Hakim ve savcılar, kendi özlük haklarının yanı sıra “adaleti” gerçekleştirmek amacıyla yeni bir hareket başlattı.

Vatan'dan Kemal Göktaş'ın haberine göre, yeni bir örgütlenmeye giden hakim ve savcılar 10 maddelik “Etik Anayasa” da yayımladı.

Farklı görüşlerdeki 200 hakim ve savcının imza attığı “Kürsü Hareketi” adı verilen oluşum, kurulduğunu adalet.org internet sitesinden “Var mısınız?” başlıklı bir duyuruyla açıkladı. “Meslektaşlarımızı, farklı kimlik ve yaşam tarzlarına göre ayırt etmeksizin, ‘adalet insanı’ olma temelinde ve mesleki hak ve menfaatlerin sağlanması amacına yönelik güçlü ve etkin bir birlik çatısı altında bir araya getirebilmek amacıyla yola çıktığımızı ilan etmiş bulunuyoruz” denilen kuruluş açıklamasında, hem hakim ve savcıların sorunları hem de halkın hukuksal sorunlarına çözüm aramak için yola çıkıldığı belirtildi:

KULLANILIYORUZ: Gündeme taşınmamıza vesile olan bir çok ‘yargılama’ faaliyetinin gerçek aktörü ve doğrudan belirleyicisi olamadığımızı, toplumun hafızasına kazınmış ‘şeriatın (adaletin) kestiği parmak acımaz’ ön kabulünün suiistimali ile çoğu zaman neşter niyetine kullanılmaya çalışıldığımızı da biliyoruz.

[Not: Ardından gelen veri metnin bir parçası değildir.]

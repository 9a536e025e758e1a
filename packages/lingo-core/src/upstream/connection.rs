//! Outbound WebSocket connection to the speech provider.
//!
//! Holds one TLS WebSocket per session. Writes are serialized through a
//! mutex so the configuration envelope, each `Path: audio` text frame, and
//! its binary audio frame arrive in strict order. A dedicated reader task
//! decodes inbound frames into typed [`UpstreamEvent`]s on an internal
//! channel; after [`UpstreamConnection::close`], writes fail and the reader
//! exits.

use std::sync::atomic::{AtomicBool, Ordering};
use std::sync::Arc;

use bytes::Bytes;
use futures::stream::{SplitSink, SplitStream};
use futures::{SinkExt, StreamExt};
use thiserror::Error;
use tokio::net::TcpStream;
use tokio::sync::mpsc;
use tokio_tungstenite::tungstenite::client::IntoClientRequest;
use tokio_tungstenite::tungstenite::{self, Message};
use tokio_tungstenite::{connect_async, MaybeTlsStream, WebSocketStream};
use tokio_util::sync::CancellationToken;
use uuid::Uuid;

use crate::error::CancellationErrorCode;
use crate::protocol_constants::{UPSTREAM_EVENT_CAPACITY, UPSTREAM_HOST_SUFFIX, UPSTREAM_PATH};
use crate::recognizer::result::CancellationDetails;
use crate::upstream::codec::{self, SpeechConfig, UpstreamEvent};

type WsStream = WebSocketStream<MaybeTlsStream<TcpStream>>;
type WsSink = SplitSink<WsStream, Message>;
type WsSource = SplitStream<WsStream>;

/// Credentials for the upstream provider.
///
/// The `Authorization` header carries the bearer token when one is present,
/// falling back to the subscription key; the subscription key header is
/// always sent.
#[derive(Debug, Clone)]
pub struct UpstreamCredentials {
    pub subscription_key: String,
    pub bearer_token: Option<String>,
}

/// Where and how to dial the provider.
#[derive(Debug, Clone)]
pub struct UpstreamSettings {
    /// Provider region (`japaneast`, `westus2`, …). Forms the host name.
    pub region: String,
    /// Full endpoint URL override (sovereign clouds, private endpoints).
    /// When set, `region` is not used for dialing.
    pub endpoint: Option<String>,
    pub credentials: UpstreamCredentials,
}

impl UpstreamSettings {
    /// Full WebSocket URL: the override when configured, else the regional
    /// public endpoint.
    #[must_use]
    pub fn url(&self) -> String {
        self.endpoint.clone().unwrap_or_else(|| {
            format!("wss://{}{UPSTREAM_HOST_SUFFIX}{UPSTREAM_PATH}", self.region)
        })
    }
}

/// Errors from dialing or using the upstream connection.
#[derive(Debug, Error)]
pub enum UpstreamError {
    /// The provider rejected the WebSocket upgrade.
    #[error("upstream handshake rejected: HTTP {status}")]
    Handshake { status: u16 },

    /// The dial failed before an HTTP response (DNS, TCP, TLS).
    #[error("upstream connect failed: {0}")]
    Connect(String),

    /// The established socket failed.
    #[error("upstream transport error: {0}")]
    Transport(String),

    /// Write attempted after close.
    #[error("upstream connection closed")]
    Closed,
}

impl UpstreamError {
    /// Maps this error to the cancellation details surfaced to clients.
    #[must_use]
    pub fn to_cancellation(&self) -> CancellationDetails {
        match self {
            Self::Handshake { status } => CancellationDetails::from_error(
                CancellationErrorCode::from_http_status(*status),
                self.to_string(),
            ),
            Self::Connect(_) | Self::Transport(_) | Self::Closed => {
                CancellationDetails::from_error(
                    CancellationErrorCode::ConnectionFailure,
                    self.to_string(),
                )
            }
        }
    }
}

/// One outbound WebSocket to the provider.
pub struct UpstreamConnection {
    writer: tokio::sync::Mutex<WsSink>,
    closed: AtomicBool,
    cancel: CancellationToken,
    connection_id: String,
}

impl UpstreamConnection {
    /// Dials the provider and starts the reader task.
    ///
    /// Returns the connection and the receiving end of its event channel.
    /// The reader pushes decoded events until the socket closes or the
    /// connection is closed locally.
    pub async fn connect(
        settings: &UpstreamSettings,
    ) -> Result<(Arc<Self>, mpsc::Receiver<UpstreamEvent>), UpstreamError> {
        let connection_id = Uuid::new_v4().simple().to_string();
        let mut request = settings
            .url()
            .into_client_request()
            .map_err(|e| UpstreamError::Connect(e.to_string()))?;

        let credentials = &settings.credentials;
        let bearer = credentials
            .bearer_token
            .as_deref()
            .unwrap_or(&credentials.subscription_key);
        let headers = request.headers_mut();
        headers.insert(
            "Authorization",
            format!("Bearer {bearer}")
                .parse()
                .map_err(|_| UpstreamError::Connect("invalid authorization header".into()))?,
        );
        headers.insert(
            "Ocp-Apim-Subscription-Key",
            credentials
                .subscription_key
                .parse()
                .map_err(|_| UpstreamError::Connect("invalid subscription key header".into()))?,
        );
        headers.insert(
            "X-ConnectionId",
            connection_id
                .parse()
                .expect("uuid is a valid header value"),
        );

        let (socket, _response) = connect_async(request).await.map_err(map_dial_error)?;
        let (sink, source) = socket.split();

        let cancel = CancellationToken::new();
        let (event_tx, event_rx) = mpsc::channel(UPSTREAM_EVENT_CAPACITY);

        let connection = Arc::new(Self {
            writer: tokio::sync::Mutex::new(sink),
            closed: AtomicBool::new(false),
            cancel: cancel.clone(),
            connection_id,
        });

        tokio::spawn(read_loop(
            source,
            event_tx,
            cancel,
            connection.connection_id.clone(),
        ));

        log::info!(
            "[Upstream] Connected to {} ({})",
            settings.url(),
            connection.connection_id
        );
        Ok((connection, event_rx))
    }

    /// Sends the configuration envelope.
    pub async fn send_speech_config(
        &self,
        config: &SpeechConfig,
        request_id: &str,
    ) -> Result<(), UpstreamError> {
        let frame = codec::speech_config_frame(config, request_id);
        self.send_text(frame).await
    }

    /// Sends one audio chunk: the `Path: audio` text frame followed by the
    /// binary frame, with no interleaved writes.
    pub async fn send_audio_chunk(
        &self,
        request_id: &str,
        chunk: &Bytes,
    ) -> Result<(), UpstreamError> {
        if self.closed.load(Ordering::SeqCst) {
            return Err(UpstreamError::Closed);
        }
        let header = codec::audio_frame_header(request_id);
        let mut writer = self.writer.lock().await;
        writer
            .send(Message::Text(header))
            .await
            .map_err(map_transport_error)?;
        writer
            .send(Message::Binary(chunk.to_vec()))
            .await
            .map_err(map_transport_error)
    }

    async fn send_text(&self, frame: String) -> Result<(), UpstreamError> {
        if self.closed.load(Ordering::SeqCst) {
            return Err(UpstreamError::Closed);
        }
        self.writer
            .lock()
            .await
            .send(Message::Text(frame))
            .await
            .map_err(map_transport_error)
    }

    /// Closes the connection. Idempotent; subsequent writes fail with
    /// [`UpstreamError::Closed`] and the reader task exits.
    pub async fn close(&self) {
        if self.closed.swap(true, Ordering::SeqCst) {
            return;
        }
        self.cancel.cancel();
        let mut writer = self.writer.lock().await;
        if let Err(e) = writer.send(Message::Close(None)).await {
            log::debug!(
                "[Upstream] Close frame not delivered ({}): {}",
                self.connection_id,
                e
            );
        }
        log::info!("[Upstream] Connection closed ({})", self.connection_id);
    }

    /// Whether the connection has been closed locally.
    #[must_use]
    pub fn is_closed(&self) -> bool {
        self.closed.load(Ordering::SeqCst)
    }
}

fn map_dial_error(err: tungstenite::Error) -> UpstreamError {
    match err {
        tungstenite::Error::Http(response) => UpstreamError::Handshake {
            status: response.status().as_u16(),
        },
        other => UpstreamError::Connect(other.to_string()),
    }
}

fn map_transport_error(err: tungstenite::Error) -> UpstreamError {
    UpstreamError::Transport(err.to_string())
}

/// Dedicated reader: decodes inbound frames and emits typed events until
/// the socket closes or the connection is cancelled.
async fn read_loop(
    mut source: WsSource,
    events: mpsc::Sender<UpstreamEvent>,
    cancel: CancellationToken,
    connection_id: String,
) {
    loop {
        let frame = tokio::select! {
            _ = cancel.cancelled() => {
                let _ = events.send(UpstreamEvent::Disconnected(None)).await;
                break;
            }
            frame = source.next() => frame,
        };

        match frame {
            Some(Ok(Message::Text(text))) => match codec::decode_text_frame(&text) {
                Ok(Some(event)) => {
                    if events.send(event).await.is_err() {
                        break;
                    }
                }
                Ok(None) => {}
                Err(e) => {
                    log::warn!("[Upstream] Undecodable frame ({connection_id}): {e}");
                }
            },
            Some(Ok(Message::Binary(data))) => {
                log::debug!(
                    "[Upstream] Ignoring {} binary bytes ({connection_id})",
                    data.len()
                );
            }
            Some(Ok(Message::Close(_))) | None => {
                let _ = events.send(UpstreamEvent::Disconnected(None)).await;
                break;
            }
            Some(Ok(_)) => {} // ping/pong
            Some(Err(e)) => {
                let details = CancellationDetails::from_error(
                    CancellationErrorCode::ConnectionFailure,
                    format!("upstream read failed: {e}"),
                );
                let _ = events
                    .send(UpstreamEvent::Disconnected(Some(details)))
                    .await;
                break;
            }
        }
    }
    log::debug!("[Upstream] Reader exited ({connection_id})");
}

#[cfg(test)]
mod tests {
    use super::*;

    #[test]
    fn settings_build_regional_url() {
        let settings = UpstreamSettings {
            region: "japaneast".into(),
            endpoint: None,
            credentials: UpstreamCredentials {
                subscription_key: "key".into(),
                bearer_token: None,
            },
        };
        assert_eq!(
            settings.url(),
            "wss://japaneast.stt.speech.microsoft.com/speech/universal/v2"
        );
    }

    #[test]
    fn endpoint_override_wins_over_region() {
        let settings = UpstreamSettings {
            region: "japaneast".into(),
            endpoint: Some("wss://private.example.net/speech/universal/v2".into()),
            credentials: UpstreamCredentials {
                subscription_key: "key".into(),
                bearer_token: None,
            },
        };
        assert_eq!(
            settings.url(),
            "wss://private.example.net/speech/universal/v2"
        );
    }

    #[test]
    fn handshake_401_maps_to_auth_failure() {
        let err = UpstreamError::Handshake { status: 401 };
        let details = err.to_cancellation();
        assert_eq!(details.error_code, CancellationErrorCode::AuthFailure);
        assert!(details.error_details.contains("401"));
    }

    #[test]
    fn handshake_500_range_echoes_status() {
        let err = UpstreamError::Handshake { status: 503 };
        let details = err.to_cancellation();
        assert_eq!(
            details.error_code,
            CancellationErrorCode::ServiceUnavailable
        );
        assert!(details.error_details.contains("503"));
    }

    #[test]
    fn transport_errors_map_to_connection_failure() {
        let err = UpstreamError::Transport("reset by peer".into());
        assert_eq!(
            err.to_cancellation().error_code,
            CancellationErrorCode::ConnectionFailure
        );
    }
}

SUÇ ÖRGÜTÜ: Şüphesiz ki Adalet; bir arada var olabilmemizi sağlayacak temel harçtır. Adalet, demokrasinin olmazsa olmazı, hakimiyetin yegane meşruiyet kaynağıdır. Adalet kaygısıyla hareket etmeyecek devlet yapılanması, nihayetinde en büyük organize suç örgütlenmesi olarak karşımıza çıkabilecektir.

YA MEMUR YA HAKİM: Bu ülkenin hakim ve savcıları olarak, gelinen aşamada önümüzde iki seçenek kalmıştır; ya bu ülkenin yargı erkinde ekmeğini kazanan sıradan birer memura dönüşüp itibarsızlaştırılmayı kanıksayacağız ya da bu gidişata dur diyerek ‘Berlin’ dışında da hakimler bulunduğu algısını oluşturacak çareler üretmeye çabalayacağız.

FARKLILIKLARIMIZ: Bizler değişik renk ve tonlarla yola çıkmayı, birer zenginlik ve güç kaynağı olarak kabul ediyoruz. Geldiğimiz yerleri değil, varacağımız hedefi ve buna dair umudumuzu önemsiyoruz. Birlikteliğimizin mayası ‘adalet endişesi’, gücümüzün kaynağı ise her koşulda ‘adil davranma’ idealinden ödün vermeyen meslektaşlarımızın engin vicdanları olacaktır.”